(Beginning of Input)

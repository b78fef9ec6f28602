//! Account and address resolution.
//!
//! Callers may name an account by native id or by EVM address, or leave it out
//! entirely. These helpers turn that into the form an operation needs, using
//! the context and the client's operator account as explicit fallbacks.

use std::str::FromStr;

use ethers_core::types::Address;
use tracing::{debug, warn};

use crate::blockchain::client::LedgerClient;
use crate::blockchain::models::{is_evm_address, is_native_id, AccountId, AccountRef, PublicKey};
use crate::blockchain::services::mirrornode::MirrorNodeService;
use crate::config::Context;
use crate::error::ToolError;

/// The context account, else the client's operator account.
pub fn default_account(context: &Context, client: &dyn LedgerClient) -> Option<AccountId> {
    context.account_id.or_else(|| client.operator_account_id())
}

pub fn resolve_default_account(context: &Context, client: &dyn LedgerClient) -> Result<AccountId, ToolError> {
    default_account(context, client).ok_or_else(|| {
        ToolError::UnresolvableAccount(
            "no account was given and neither a context account nor an operator account is configured"
                .to_string(),
        )
    })
}

/// Parses an account given in either form.
pub fn parse_account_ref(given: &str) -> Result<AccountRef, ToolError> {
    AccountRef::from_str(given.trim())
        .map_err(|_| ToolError::UnresolvableAccount(format!("'{}' is not an account ID or EVM address", given)))
}

/// Parses a supplied account in either form, or falls back to the default account.
pub fn resolve_account(
    maybe: Option<&str>,
    context: &Context,
    client: &dyn LedgerClient,
) -> Result<AccountRef, ToolError> {
    match maybe.map(str::trim).filter(|s| !s.is_empty()) {
        Some(given) => parse_account_ref(given),
        None => resolve_default_account(context, client).map(AccountRef::Id),
    }
}

/// Like [`resolve_account`] but always yields a native id, asking the mirror node for EVM addresses.
pub async fn resolve_account_id(
    maybe: Option<&str>,
    context: &Context,
    client: &dyn LedgerClient,
    mirror: &dyn MirrorNodeService,
) -> Result<AccountId, ToolError> {
    match resolve_account(maybe, context, client)? {
        AccountRef::Id(id) => Ok(id),
        AccountRef::Evm(address) => to_account_id(&format!("{:#x}", address), mirror).await,
    }
}

/// Maps a native id to its EVM address. EVM input passes through unchanged.
pub async fn to_evm_address(address: &str, mirror: &dyn MirrorNodeService) -> Result<Address, ToolError> {
    let address = address.trim();
    if is_evm_address(address) {
        return Address::from_str(address)
            .map_err(|_| ToolError::validation(format!("invalid EVM address '{}'", address)));
    }
    if !is_native_id(address) {
        return Err(ToolError::UnresolvableAccount(format!(
            "'{}' is not an account ID or EVM address",
            address
        )));
    }

    let account = mirror.get_account(address).await?;
    let evm = account.evm_address.ok_or_else(|| {
        ToolError::UnresolvableAccount(format!("account {} has no EVM address", address))
    })?;
    debug!("Resolved {} to EVM address {}", address, evm);
    Address::from_str(&evm).map_err(|_| ToolError::validation(format!("mirror node returned invalid EVM address '{}'", evm)))
}

/// Maps an EVM address to its native id. Native input passes through unchanged.
pub async fn to_account_id(address: &str, mirror: &dyn MirrorNodeService) -> Result<AccountId, ToolError> {
    let address = address.trim();
    if let Ok(id) = AccountId::from_str(address) {
        return Ok(id);
    }
    if !is_evm_address(address) {
        return Err(ToolError::UnresolvableAccount(format!(
            "'{}' is not an account ID or EVM address",
            address
        )));
    }

    let account = mirror.get_account(address).await?;
    debug!("Resolved {} to account {}", address, account.account_id);
    Ok(AccountId::from_str(&account.account_id)?)
}

/// Public key published for the default account, falling back to the operator key.
pub async fn default_account_public_key(
    context: &Context,
    client: &dyn LedgerClient,
    mirror: &dyn MirrorNodeService,
) -> Result<Option<PublicKey>, ToolError> {
    if let Some(account) = default_account(context, client) {
        let info = mirror.get_account(&account.to_string()).await?;
        if let Some(key) = info.account_public_key {
            match PublicKey::from_str(&key) {
                Ok(key) => return Ok(Some(key)),
                Err(e) => warn!("Ignoring unusable key of account {}: {}", account, e),
            }
        }
    }
    Ok(client.operator_public_key())
}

(End of Input)

§ **Assigned task**: Please return exactly the lines from the opening line of the data above through the line with "use std::str::FromStr;", both included and nothing else.

§ **Your solution**:
repository b78fef9ec6f28602
//! Account and address resolution.
//!
//! Callers may name an account by native id or by EVM address, or leave it out
//! entirely. These helpers turn that into the form an operation needs, using
//! the context and the client's operator account as explicit fallbacks.

use std::str::FromStr;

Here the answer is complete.